SARAJEVO, 05.08.2019. – 21% of the Bosnian citizens share the opinion that attacks on journalists are justified, says a new report made for the needs of the Bosnia-Herzegovina Journalists’ Association (BH Journalists) and the Friedrich Ebert Foundation, published on 16 July. The study titled “Researching Media Freedoms in Bosnia and Herzegovina in 2019” reveals worrying trends in the attitude of the country’s citizens towards their media.
In the last six years, BH Journalists has documented 121 cases of violence, 44 physical attacks, 21 death threats and 48 serious cases of harassment or verbal pressure. Yet violence against media workers is increasingly accepted in Bosnia and Herzegovina (BiH).
“More and more citizens are inclined to blame the journalists themselves for the frequent attacks on them”, states the author. This change of attitude towards assault on journalists is seen as a serious turn compared to last year.
Such finding is all the more alarming that trust in media has again diminished: only 66% of BiH citizens consider the media of their country as trustworthy (-11%). While doubts in the professionalism of journalists are increasing, most people do not believe in the existence of media freedom in BiH (80%).

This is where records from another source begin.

use std::path::{Path, PathBuf};
use std::time::Duration;

use clap::Parser;
use serde::Deserialize;

const GIB: u64 = 1024 * 1024 * 1024;

/// Config file (TOML). All fields optional; CLI args take precedence.
/// Default location: `{config_dir}/cloudgw/config.toml`
/// (Linux: `~/.config/cloudgw/config.toml`)
#[derive(Debug, Default, Deserialize)]
pub struct ConfigFile {
    pub data_dir: Option<PathBuf>,
    pub store_dir: Option<PathBuf>,
    pub cache_size: Option<u64>,
    pub cache_entries: Option<usize>,
    pub max_open_entries: Option<usize>,
    pub upload_threads: Option<usize>,
    pub removal_threads: Option<usize>,
    pub quota: Option<u64>,
    pub max_obj_size: Option<u64>,
    /// Seconds a dirty block must sit idle before background upload.
    pub commit_delay: Option<u64>,
}

impl ConfigFile {
    fn load(path: &Path) -> Self {
        match std::fs::read_to_string(path) {
            Ok(contents) => toml::from_str(&contents).unwrap_or_else(|e| {
                eprintln!("Warning: failed to parse config file {path:?}: {e}");
                Self::default()
            }),
            Err(_) => Self::default(),
        }
    }
}

/// cloudgw: flush a gateway block cache to its object store.
#[derive(Parser, Debug)]
#[command(name = "cloudgw", about = "Cloud gateway block cache maintenance")]
pub struct CliArgs {
    /// Path to config file (default: {config_dir}/cloudgw/config.toml).
    #[arg(long)]
    pub config: Option<PathBuf>,

    /// Data directory holding the metadata database and the cache.
    #[arg(short, long)]
    pub data_dir: Option<PathBuf>,

    /// Directory of the local object store backend.
    #[arg(short, long)]
    pub store_dir: Option<PathBuf>,

    /// Cache size limit in bytes.
    #[arg(long)]
    pub cache_size: Option<u64>,

    /// Maximum number of cached blocks.
    #[arg(long)]
    pub cache_entries: Option<usize>,

    /// Number of upload worker threads (0 uploads synchronously).
    #[arg(long)]
    pub upload_threads: Option<usize>,

    /// Number of removal worker threads (0 removes synchronously).
    #[arg(long)]
    pub removal_threads: Option<usize>,

    /// Only print statistics, do not upload anything.
    #[arg(long)]
    pub stats_only: bool,
}

/// Tunables of the block cache.
#[derive(Debug, Clone)]
pub struct CacheConfig {
    pub cache_dir: PathBuf,
    pub max_size: u64,
    pub max_entries: usize,
    pub max_open_entries: usize,
    /// Number of staging subdirectories.
    pub shard_count: u64,
    pub upload_threads: usize,
    pub removal_threads: usize,
    pub removal_queue_len: usize,
    pub fullspeed_factor: f64,
    pub fullspeed_gap: u64,
    pub upload_retry_delay: Duration,
    pub download_attempts: u32,
    pub download_retry_delay: Duration,
    pub commit_delay: Duration,
    pub close_idle_after: Duration,
    pub commit_interval: Duration,
    pub worker_check_interval: Duration,
    pub quota: u64,
}

impl CacheConfig {
    /// Defaults for a cache staged below `cache_dir`.
    pub fn new(cache_dir: PathBuf) -> Self {
        Self {
            cache_dir,
            max_size: GIB,
            max_entries: 768,
            max_open_entries: 250_000,
            shard_count: 100,
            upload_threads: 1,
            removal_threads: 10,
            removal_queue_len: 1024,
            fullspeed_factor: 0.8,
            fullspeed_gap: GIB,
            upload_retry_delay: Duration::from_secs(10),
            download_attempts: 10,
            download_retry_delay: Duration::from_secs(5),
            commit_delay: Duration::from_secs(60),
            close_idle_after: Duration::from_secs(360),
            commit_interval: Duration::from_secs(5),
            worker_check_interval: Duration::from_secs(300),
            quota: 10 * 1024 * GIB,
        }
    }
}

/// Resolved application configuration.
pub struct AppConfig {
    pub data_dir: PathBuf,
    pub store_dir: PathBuf,
    pub cache_dir: PathBuf,
    pub db_path: PathBuf,
    pub cache_size: u64,
    pub cache_entries: usize,
    pub max_open_entries: usize,
    pub upload_threads: usize,
    pub removal_threads: usize,
    pub quota: u64,
    pub max_obj_size: u64,
    pub commit_delay_secs: u64,
}

impl AppConfig {
    pub fn from_args(args: &CliArgs) -> anyhow::Result<Self> {
        let config_path = args.config.clone().or_else(|| {
            directories::ProjectDirs::from("", "", "cloudgw")
                .map(|p| p.config_dir().join("config.toml"))
        });
        let cfg = config_path
            .as_deref()
            .map(ConfigFile::load)
            .unwrap_or_default();
        Self::resolve(args, cfg)
    }

    fn resolve(args: &CliArgs, cfg: ConfigFile) -> anyhow::Result<Self> {
        // Data directory (CLI > config > platform default)
        let data_dir = args
            .data_dir
            .clone()
            .or(cfg.data_dir)
            .or_else(|| {
                directories::ProjectDirs::from("", "", "cloudgw")
                    .map(|p| p.data_dir().to_path_buf())
            })
            .ok_or_else(|| anyhow::anyhow!("Cannot determine data directory"))?;

        let store_dir = args
            .store_dir
            .clone()
            .or(cfg.store_dir)
            .unwrap_or_else(|| data_dir.join("objects"));
        let cache_dir = data_dir.join("cache");
        let db_path = data_dir.join("metadata.db");

        let defaults = CacheConfig::new(cache_dir.clone());
        let max_obj_size = cfg.max_obj_size.unwrap_or(4 * 1024 * 1024);
        if max_obj_size == 0 {
            anyhow::bail!("max_obj_size must be positive");
        }

        Ok(Self {
            data_dir,
            store_dir,
            cache_dir,
            db_path,
            cache_size: args
                .cache_size
                .or(cfg.cache_size)
                .unwrap_or(defaults.max_size),
            cache_entries: args
                .cache_entries
                .or(cfg.cache_entries)
                .unwrap_or(defaults.max_entries),
            max_open_entries: cfg.max_open_entries.unwrap_or(defaults.max_open_entries),
            upload_threads: args
                .upload_threads
                .or(cfg.upload_threads)
                .unwrap_or(defaults.upload_threads),
            removal_threads: args
                .removal_threads
                .or(cfg.removal_threads)
                .unwrap_or(defaults.removal_threads),
            quota: cfg.quota.unwrap_or(defaults.quota),
            max_obj_size,
            commit_delay_secs: cfg
                .commit_delay
                .unwrap_or(defaults.commit_delay.as_secs()),
        })
    }

    /// Cache tunables derived from this configuration.
    pub fn cache_config(&self) -> CacheConfig {
        CacheConfig {
            max_size: self.cache_size,
            max_entries: self.cache_entries,
            max_open_entries: self.max_open_entries,
            upload_threads: self.upload_threads,
            removal_threads: self.removal_threads,
            quota: self.quota,
            commit_delay: Duration::from_secs(self.commit_delay_secs),
            ..CacheConfig::new(self.cache_dir.clone())
        }
    }

    /// Ensure all required directories exist.
    pub fn ensure_dirs(&self) -> anyhow::Result<()> {
        std::fs::create_dir_all(&self.data_dir)?;
        std::fs::create_dir_all(&self.store_dir)?;
        std::fs::create_dir_all(&self.cache_dir)?;
        Ok(())
    }
}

One reason is certainly the interdependence between politics, media and journalists. The participants considered politicians and political parties (55%) to have the strongest influence on the work of media, followed by media owners and editors (23%), and “influential businessmen” (12%). Especially public service media are seen very critically: eight out of ten BiH citizens agree they are under large political influence.
The report takes a closer look by analysing the different media. While trust in news found on the internet is decreasing in northern European countries, BiH citizens rated them in second position after TV news. Print media make up the midfield and radio news are on the bottom with only 5% trusting them.
The study results from 506 computer assisted telephone interviews with randomly selected residents of the Federation Bosnia and Herzegovina and from the Republic of Srpska. It was driven by Prof. Dr. Bozo Skoko, from the University of Zagreb.